- **Work to be completed**: Please count the lines in the entries below that include the word "issuance", and give only the number.

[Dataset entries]
//! Declaration header (`.h`) generation.
//!
//! The header declares every generated `lv_img_dsc_t` exactly once, in the
//! order the sprites were converted, so application code can reference the
//! sprites without including the large `.c` files.
//!
//! # Output Format
//!
//! ```text
//! #ifndef PET_SPRITES_H
//! #define PET_SPRITES_H
//!
//! #include "lvgl.h"
//!
//! #ifdef __cplusplus
//! extern "C" {
//! #endif
//!
//! extern const lv_img_dsc_t pet_idle_frame1;  // 2.png
//! extern const lv_img_dsc_t pet_idle_frame2;  // 3.png
//!
//! #ifdef __cplusplus
//! }
//! #endif
//!
//! // Animation frame arrays
//! static const lv_img_dsc_t* PET_IDLE_FRAMES[] = {
//!     &pet_idle_frame1,
//!     &pet_idle_frame2
//! };
//!
//! #define PET_IDLE_FRAME_COUNT 2
//!
//! #endif // PET_SPRITES_H
//! ```

use super::{comment_text, include_directive, CodeBuilder, DEFAULT_INCLUDE};

/// One `extern` declaration in the header.
#[derive(Debug, Clone, PartialEq, Eq)]
pub struct Declaration {
    /// Descriptor identifier
    pub name: String,
    /// Source file name, written as a trailing comment
    pub source: Option<String>,
}

impl Declaration {
    pub fn new(name: impl Into<String>) -> Self {
        Self { name: name.into(), source: None }
    }

    pub fn with_source(mut self, source: impl Into<String>) -> Self {
        self.source = Some(source.into());
        self
    }
}

/// A named, ordered list of sprites forming an animation.
#[derive(Debug, Clone, PartialEq, Eq)]
pub struct FrameGroup {
    pub name: String,
    pub frames: Vec<String>,
}

impl FrameGroup {
    /// Name of the frame pointer array, e.g. `PET_IDLE_FRAMES`.
    pub fn array_name(&self) -> String {
        format!("{}_FRAMES", self.name.to_ascii_uppercase())
    }

    /// Name of the frame count macro, e.g. `PET_IDLE_FRAME_COUNT`.
    pub fn count_macro(&self) -> String {
        format!("{}_FRAME_COUNT", self.name.to_ascii_uppercase())
    }
}

/// Options for header generation.
#[derive(Debug, Clone)]
pub struct HeaderOptions {
    /// Include guard macro
    pub guard: String,
    /// Header providing `lv_img_dsc_t`
    pub include: String,
    /// Wrap declarations in `extern "C"` for C++ consumers
    pub extern_c: bool,
}

impl HeaderOptions {
    /// Options with a guard derived from the header file name.
    pub fn for_file(file_name: &str) -> Self {
        Self {
            guard: guard_from_file_name(file_name),
            include: DEFAULT_INCLUDE.to_string(),
            extern_c: true,
        }
    }
}

/// Derive an include guard from a header file name.
///
/// `pet_sprites.h` becomes `PET_SPRITES_H`. Characters that cannot appear in
/// a macro name become underscores, and a leading digit is prefixed with one.
pub fn guard_from_file_name(file_name: &str) -> String {
    let mut guard: String = file_name
        .chars()
        .map(|c| if c.is_ascii_alphanumeric() { c.to_ascii_uppercase() } else { '_' })
        .collect();
    if guard.is_empty() || guard.starts_with(|c: char| c.is_ascii_digit()) {
        guard.insert(0, '_');
    }
    guard
}

/// Render the declaration header.
pub fn render_header(
    declarations: &[Declaration],
    groups: &[FrameGroup],
    options: &HeaderOptions,
) -> String {
    let mut out = CodeBuilder::new();

    out.line(format!("#ifndef {}", options.guard))
        .line(format!("#define {}", options.guard))
        .blank()
        .line(include_directive(&options.include))
        .blank();

    if !declarations.is_empty() {
        if options.extern_c {
            out.lines(["#ifdef __cplusplus", "extern \"C\" {", "#endif"]).blank();
        }

        for decl in declarations {
            match &decl.source {
                Some(source) => out.line(format!(
                    "extern const lv_img_dsc_t {};  // {}",
                    decl.name,
                    comment_text(source)
                )),
                None => out.line(format!("extern const lv_img_dsc_t {};", decl.name)),
            };
        }
        out.blank();

        if options.extern_c {
            out.lines(["#ifdef __cplusplus", "}", "#endif"]).blank();
        }
    }

    if !groups.is_empty() {
        out.line("// Animation frame arrays");
        for group in groups {
            out.line(format!("static const lv_img_dsc_t* {}[] = {{", group.array_name()));
            let last = group.frames.len().saturating_sub(1);
            for (i, frame) in group.frames.iter().enumerate() {
                let sep = if i == last { "" } else { "," };
                out.line(format!("    &{}{}", frame, sep));
            }
            out.line("};").blank();
        }
        for group in groups {
            out.line(format!("#define {} {}", group.count_macro(), group.frames.len()));
        }
        out.blank();
    }

    out.line(format!("#endif // {}", options.guard));
    out.finish()
}
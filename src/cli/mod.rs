//! Command-line interface implementation
//!
//! This module provides the CLI entry point and dispatches to submodules
//! for specific command implementations.

mod build;
mod convert;

use clap::{Parser, Subcommand};
use std::path::PathBuf;
use std::process::ExitCode;

use crate::config::loader::CliOverrides;

/// Process exit codes
pub(crate) const EXIT_SUCCESS: u8 = 0;
pub(crate) const EXIT_ERROR: u8 = 1;
pub(crate) const EXIT_INVALID_ARGS: u8 = 2;

/// lvsprite - Convert images into LVGL ARGB8565 C arrays
#[derive(Parser)]
#[command(name = "lvsprite")]
#[command(about = "lvsprite - Convert PNG sprites into LVGL true-color-alpha C arrays")]
#[command(version)]
pub struct Cli {
    #[command(subcommand)]
    pub command: Commands,
}

#[derive(Subcommand)]
pub enum Commands {
    /// Convert every sprite listed in lvsprite.toml and write the declaration header
    Build {
        /// Config file (default: lvsprite.toml found by walking up from the current directory)
        #[arg(long, short = 'c')]
        config: Option<PathBuf>,

        /// Input directory (overrides project.src)
        #[arg(long)]
        src: Option<PathBuf>,

        /// Output directory (overrides project.out)
        #[arg(long)]
        out: Option<PathBuf>,

        /// Header file name (overrides header.file)
        #[arg(long)]
        header: Option<String>,

        /// Header included by generated files (overrides output.include)
        #[arg(long)]
        include: Option<String>,

        /// Convert remaining sprites after a decode failure
        #[arg(long)]
        keep_going: bool,

        /// Show what would be generated without writing anything
        #[arg(long)]
        dry_run: bool,

        /// Report progress as JSON lines
        #[arg(long, conflicts_with = "quiet")]
        json: bool,

        /// Suppress progress output
        #[arg(long, short = 'q')]
        quiet: bool,

        /// Show per-sprite start lines
        #[arg(long, short = 'v')]
        verbose: bool,
    },

    /// Convert a single image to an LVGL C source file
    Convert {
        /// Input image
        input: PathBuf,

        /// C identifier of the descriptor (default: derived from the file name)
        #[arg(long, short = 'n')]
        name: Option<String>,

        /// Output file or directory; `-` writes to stdout.
        /// If omitted: {input_dir}/{name}.c
        /// If directory (ends with /): dir/{name}.c
        #[arg(short, long)]
        output: Option<PathBuf>,

        /// Header included by the generated file
        #[arg(long, default_value = crate::export::DEFAULT_INCLUDE)]
        include: String,
    },
}

/// Run the CLI application
pub fn run() -> ExitCode {
    let cli = Cli::parse();

    match cli.command {
        Commands::Build {
            config,
            src,
            out,
            header,
            include,
            keep_going,
            dry_run,
            json,
            quiet,
            verbose,
        } => {
            let overrides = CliOverrides {
                src,
                out,
                header,
                include,
                keep_going: keep_going.then_some(true),
            };
            build::run_build(config.as_deref(), &overrides, dry_run, json, quiet, verbose)
        }
        Commands::Convert { input, name, output, include } => {
            convert::run_convert(&input, name.as_deref(), output.as_deref(), &include)
        }
    }
}
//! Decoding source images and packing them into ARGB8565 sprite data

use image::RgbaImage;
use std::path::{Path, PathBuf};
use thiserror::Error;

use crate::color::{PackedPixel, BYTES_PER_PIXEL};

/// LVGL color format tag written into every descriptor.
pub const COLOR_FORMAT: &str = "LV_IMG_CF_TRUE_COLOR_ALPHA";

/// The source image could not be opened or decoded.
#[derive(Debug, Error)]
#[error("cannot decode '{}': {source}", .path.display())]
pub struct DecodeError {
    /// Path that was being decoded
    pub path: PathBuf,
    /// Underlying decoder error
    #[source]
    pub source: image::ImageError,
}

/// Metadata describing one generated sprite to LVGL.
#[derive(Debug, Clone, PartialEq, Eq)]
pub struct SpriteDescriptor {
    /// C identifier of the `lv_img_dsc_t` symbol
    pub name: String,
    pub width: u32,
    pub height: u32,
    /// Size of the packed data in bytes, always `width * height * 3`
    pub data_size: usize,
}

impl SpriteDescriptor {
    /// Build a descriptor for a sprite of the given dimensions.
    pub fn new(name: impl Into<String>, width: u32, height: u32) -> Self {
        Self {
            name: name.into(),
            width,
            height,
            data_size: width as usize * height as usize * BYTES_PER_PIXEL,
        }
    }

    /// Name of the byte array backing this descriptor.
    pub fn data_symbol(&self) -> String {
        format!("{}_data", self.name)
    }

    pub fn color_format(&self) -> &'static str {
        COLOR_FORMAT
    }
}

/// A sprite after requantization, ready to be rendered as C source.
#[derive(Debug, Clone)]
pub struct TranscodedSprite {
    pub descriptor: SpriteDescriptor,
    /// Packed pixels, row-major from the top-left corner
    pub data: Vec<u8>,
    /// File name of the image this sprite came from, if any
    pub source_name: Option<String>,
}

impl TranscodedSprite {
    pub fn width(&self) -> u32 {
        self.descriptor.width
    }

    pub fn height(&self) -> u32 {
        self.descriptor.height
    }

    /// Attach the originating file name, shown in the generated preamble.
    pub fn with_source_name(mut self, name: impl Into<String>) -> Self {
        self.source_name = Some(name.into());
        self
    }
}

/// Open an image file and normalize it to RGBA8.
pub fn load_image(path: &Path) -> Result<RgbaImage, DecodeError> {
    image::open(path)
        .map(|img| img.to_rgba8())
        .map_err(|source| DecodeError { path: path.to_path_buf(), source })
}

/// Requantize every pixel of `image` into ARGB8565.
///
/// Pixels are enumerated row by row (y outer, x inner), so the output holds
/// exactly `width * height * 3` bytes.
pub fn transcode(image: &RgbaImage, name: &str) -> TranscodedSprite {
    let (width, height) = image.dimensions();
    let descriptor = SpriteDescriptor::new(name, width, height);

    let mut data = Vec::with_capacity(descriptor.data_size);
    for pixel in image.pixels() {
        data.extend_from_slice(&PackedPixel::from_rgba(*pixel).bytes());
    }

    TranscodedSprite { descriptor, data, source_name: None }
}

/// Decode `path` and transcode it under the identifier `name`.
pub fn transcode_file(path: &Path, name: &str) -> Result<TranscodedSprite, DecodeError> {
    let image = load_image(path)?;
    let sprite = transcode(&image, name);
    Ok(match path.file_name() {
        Some(file) => sprite.with_source_name(file.to_string_lossy()),
        None => sprite,
    })
}
//! Build command implementation

use std::path::Path;
use std::process::ExitCode;

use super::{EXIT_ERROR, EXIT_INVALID_ARGS, EXIT_SUCCESS};
use crate::build::{
    BuildContext, BuildPipeline, ConsoleProgress, JsonProgress, NullProgress, ProgressReporter,
};
use crate::config::loader::{
    default_config, find_config, load_config, merge_cli_overrides, project_root, CliOverrides,
};

/// Run the build command
pub fn run_build(
    config_path: Option<&Path>,
    overrides: &CliOverrides,
    dry_run: bool,
    json: bool,
    quiet: bool,
    verbose: bool,
) -> ExitCode {
    let config_path = config_path.map(Path::to_path_buf).or_else(find_config);

    let (config, root) = match config_path {
        Some(path) => {
            if verbose {
                eprintln!("Using config: {}", path.display());
            }
            let cfg = match load_config(Some(&path)) {
                Ok(cfg) => cfg,
                Err(e) => {
                    eprintln!("Error loading config: {}", e);
                    return ExitCode::from(EXIT_INVALID_ARGS);
                }
            };
            let root = project_root(&path)
                .map(Path::to_path_buf)
                .unwrap_or_else(|| std::env::current_dir().unwrap_or_default());
            (cfg, root)
        }
        None => {
            if verbose {
                eprintln!("No lvsprite.toml found, using defaults");
            }
            (default_config(), std::env::current_dir().unwrap_or_default())
        }
    };

    let mut config = config;
    if let Err(e) = merge_cli_overrides(&mut config, overrides) {
        eprintln!("Error: {}", e);
        return ExitCode::from(EXIT_INVALID_ARGS);
    }

    let context = BuildContext::new(config, root).with_verbose(verbose);
    let pipeline = BuildPipeline::new(context);

    if dry_run {
        print_plan(&pipeline);
        return ExitCode::from(EXIT_SUCCESS);
    }

    let reporter: Box<dyn ProgressReporter> = if json {
        Box::new(JsonProgress::new())
    } else if quiet {
        Box::new(NullProgress::new())
    } else {
        Box::new(ConsoleProgress::new().with_verbose(verbose))
    };

    match pipeline.run(reporter.as_ref()) {
        Ok(result) if result.is_success() => ExitCode::from(EXIT_SUCCESS),
        Ok(result) => {
            if !json {
                eprintln!("{}", result.summary());
            }
            ExitCode::from(EXIT_ERROR)
        }
        Err(e) => {
            if !json {
                eprintln!("Build error: {}", e);
            }
            ExitCode::from(EXIT_ERROR)
        }
    }
}

fn print_plan(pipeline: &BuildPipeline) {
    let ctx = pipeline.context();
    let plan = pipeline.plan();

    println!("Dry run - would generate:");
    println!("  Source: {}", ctx.src_dir().display());
    println!("  Output: {}", ctx.out_dir().display());
    println!("  Sprites: {}", plan.len());
    for target in plan.targets() {
        let missing = if target.source.exists() { "" } else { " (missing)" };
        println!(
            "    - {}: {} -> {}{}",
            target.id,
            target.source.display(),
            target.output.display(),
            missing
        );
    }
    println!("  Header: {}", plan.header.display());
}
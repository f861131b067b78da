//! lvsprite - Command-line tool for converting sprites into LVGL C arrays

use std::process::ExitCode;

use lvsprite::cli;

fn main() -> ExitCode {
    cli::run()
}
//! Token issuance endpoint

use axum::{extract::State, Json};
use bson::Document;
use serde::{Deserialize, Serialize};
use utoipa::ToSchema;

use crate::error::AppResult;

/// Identity payload signed into the token. The payload is arbitrary:
/// `email` must be present so the guards have an identity to consume, but
/// its shape is not checked, and extra fields ride along in the claims
/// untouched.
#[derive(Debug, Deserialize, ToSchema)]
pub struct TokenRequest {
    pub email: String,
    #[serde(flatten)]
    #[schema(value_type = Object)]
    pub extra: Document,
}

/// Signed token response
#[derive(Serialize, ToSchema)]
pub struct TokenResponse {
    pub token: String,
}

/// Sign an identity payload into a bearer token valid for one hour
#[utoipa::path(
    post,
    path = "/jwt",
    tag = "auth",
    request_body = TokenRequest,
    responses(
        (status = 200, description = "Signed token", body = TokenResponse)
    )
)]
pub async fn issue_token(
    State(state): State<crate::AppState>,
    Json(request): Json<TokenRequest>,
) -> AppResult<Json<TokenResponse>> {
    let token = state.services.auth.issue_token(request.email, request.extra)?;
    Ok(Json(TokenResponse { token }))
}
//! Comments repository

use bson::doc;
use futures::TryStreamExt;
use mongodb::{Collection, Database};

use crate::{
    error::AppResult,
    models::{ack::InsertAck, comment::Comment},
};

#[derive(Clone)]
pub struct CommentsRepository {
    collection: Collection<Comment>,
}

impl CommentsRepository {
    pub fn new(db: &Database) -> Self {
        Self {
            collection: db.collection("comments"),
        }
    }

    /// Insert a new comment
    pub async fn insert(&self, comment: &Comment) -> AppResult<InsertAck> {
        let result = self.collection.insert_one(comment, None).await?;
        Ok(result.into())
    }

    /// List all comments
    pub async fn find_all(&self) -> AppResult<Vec<Comment>> {
        let comments = self
            .collection
            .find(doc! {}, None)
            .await?
            .try_collect()
            .await?;
        Ok(comments)
    }
}
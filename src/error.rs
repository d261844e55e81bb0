//! Error types for FoodHub server

use axum::{
    http::StatusCode,
    response::{IntoResponse, Response},
    Json,
};
use serde::Serialize;
use thiserror::Error;

/// Main application error type
#[derive(Error, Debug)]
pub enum AppError {
    #[error("Authentication failed: {0}")]
    Authentication(String),

    #[error("Authorization failed: {0}")]
    Authorization(String),

    #[error("Forbidden: {0}")]
    Forbidden(String),

    #[error("Malformed id: {0}")]
    MalformedId(String),

    #[error("Validation error: {0}")]
    Validation(String),

    #[error("Database error: {0}")]
    Database(#[from] mongodb::error::Error),

    #[error("Internal server error: {0}")]
    Internal(String),
}

/// Error response body sent on every recovered failure
#[derive(Serialize, utoipa::ToSchema)]
pub struct ErrorResponse {
    pub error: bool,
    pub message: String,
}

impl IntoResponse for AppError {
    fn into_response(self) -> Response {
        // Authentication and role failures share one body on the wire:
        // clients cannot tell a missing token from a bad one or from an
        // insufficient role.
        let (status, message) = match &self {
            AppError::Authentication(msg) => {
                tracing::debug!("authentication rejected: {}", msg);
                (StatusCode::UNAUTHORIZED, "unAuthorized user".to_string())
            }
            AppError::Authorization(msg) => {
                tracing::debug!("authorization rejected: {}", msg);
                (StatusCode::UNAUTHORIZED, "unAuthorized user".to_string())
            }
            AppError::Forbidden(_) => {
                (StatusCode::FORBIDDEN, "Forbidden Access".to_string())
            }
            AppError::MalformedId(msg) => (StatusCode::BAD_REQUEST, msg.clone()),
            AppError::Validation(msg) => (StatusCode::BAD_REQUEST, msg.clone()),
            AppError::Database(e) => {
                tracing::error!("database error: {:?}", e);
                (
                    StatusCode::INTERNAL_SERVER_ERROR,
                    "Database error".to_string(),
                )
            }
            AppError::Internal(msg) => {
                tracing::error!("internal error: {}", msg);
                (
                    StatusCode::INTERNAL_SERVER_ERROR,
                    "Internal server error".to_string(),
                )
            }
        };

        let body = Json(ErrorResponse {
            error: true,
            message,
        });

        (status, body).into_response()
    }
}

/// Result type alias for application operations
pub type AppResult<T> = Result<T, AppError>;

#[cfg(test)]
mod tests {
    use super::*;
    use axum::body::to_bytes;
    use serde_json::Value;

    async fn body_json(err: AppError) -> (StatusCode, Value) {
        let response = err.into_response();
        let status = response.status();
        let bytes = to_bytes(response.into_body(), usize::MAX).await.unwrap();
        (status, serde_json::from_slice(&bytes).unwrap())
    }

    #[tokio::test]
    async fn authentication_failure_is_401_with_shared_body() {
        let (status, body) = body_json(AppError::Authentication("no header".into())).await;
        assert_eq!(status, StatusCode::UNAUTHORIZED);
        assert_eq!(body["error"], true);
        assert_eq!(body["message"], "unAuthorized user");
    }

    #[tokio::test]
    async fn role_failure_matches_authentication_on_the_wire() {
        let (status, body) = body_json(AppError::Authorization("role != admin".into())).await;
        assert_eq!(status, StatusCode::UNAUTHORIZED);
        assert_eq!(body["message"], "unAuthorized user");
    }

    #[tokio::test]
    async fn ownership_mismatch_is_403() {
        let (status, body) = body_json(AppError::Forbidden("owner mismatch".into())).await;
        assert_eq!(status, StatusCode::FORBIDDEN);
        assert_eq!(body["error"], true);
        assert_eq!(body["message"], "Forbidden Access");
    }

    #[tokio::test]
    async fn malformed_id_is_400() {
        let (status, _) = body_json(AppError::MalformedId("not-an-id".into())).await;
        assert_eq!(status, StatusCode::BAD_REQUEST);
    }
}
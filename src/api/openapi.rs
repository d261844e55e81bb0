//! OpenAPI documentation

use axum::Router;
use utoipa::OpenApi;
use utoipa_swagger_ui::SwaggerUi;

use crate::api::{auth, bookings, comments, foods, health, user_foods, users};

#[derive(OpenApi)]
#[openapi(
    info(
        title = "FoodHub API",
        version = "1.0.0",
        description = "Food Booking REST API",
        license(name = "AGPL-3.0", url = "https://www.gnu.org/licenses/agpl-3.0.html")
    ),
    paths(
        // Health
        health::liveness,
        health::health_check,
        // Auth
        auth::issue_token,
        // Users
        users::upsert_user,
        users::admin_status,
        users::list_users,
        users::grant_admin,
        users::delete_user,
        // Foods
        foods::create_food,
        foods::list_foods,
        foods::get_food,
        foods::upsert_food,
        foods::delete_food,
        // Bookings
        bookings::create_booking,
        bookings::my_bookings,
        bookings::list_all_bookings,
        bookings::confirm_booking,
        // User foods
        user_foods::create_user_food,
        user_foods::my_user_foods,
        user_foods::delete_user_food,
        // Comments
        comments::create_comment,
        comments::list_comments,
    ),
    components(
        schemas(
            // Auth
            auth::TokenRequest,
            auth::TokenResponse,
            // Users
            crate::models::user::User,
            crate::models::user::UpsertUser,
            crate::models::user::AdminStatus,
            // Foods
            crate::models::food::Food,
            crate::models::user_food::UserFood,
            // Bookings
            crate::models::booking::Booking,
            // Comments
            crate::models::comment::Comment,
            // Write acknowledgements
            crate::models::ack::InsertAck,
            crate::models::ack::UpdateAck,
            crate::models::ack::DeleteAck,
            // Health
            health::HealthResponse,
            // Errors
            crate::error::ErrorResponse,
        )
    ),
    tags(
        (name = "health", description = "Liveness endpoints"),
        (name = "auth", description = "Token issuance"),
        (name = "users", description = "User account management"),
        (name = "foods", description = "Food catalog management"),
        (name = "bookings", description = "Booking management"),
        (name = "userFoods", description = "User-submitted foods"),
        (name = "comments", description = "Comments"),
    )
)]
pub struct ApiDoc;

/// Create the Swagger UI router serving the OpenAPI document
pub fn create_openapi_router() -> Router {
    Router::new().merge(SwaggerUi::new("/swagger-ui").url("/api-docs/openapi.json", ApiDoc::openapi()))
}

- **Exercise result**: 2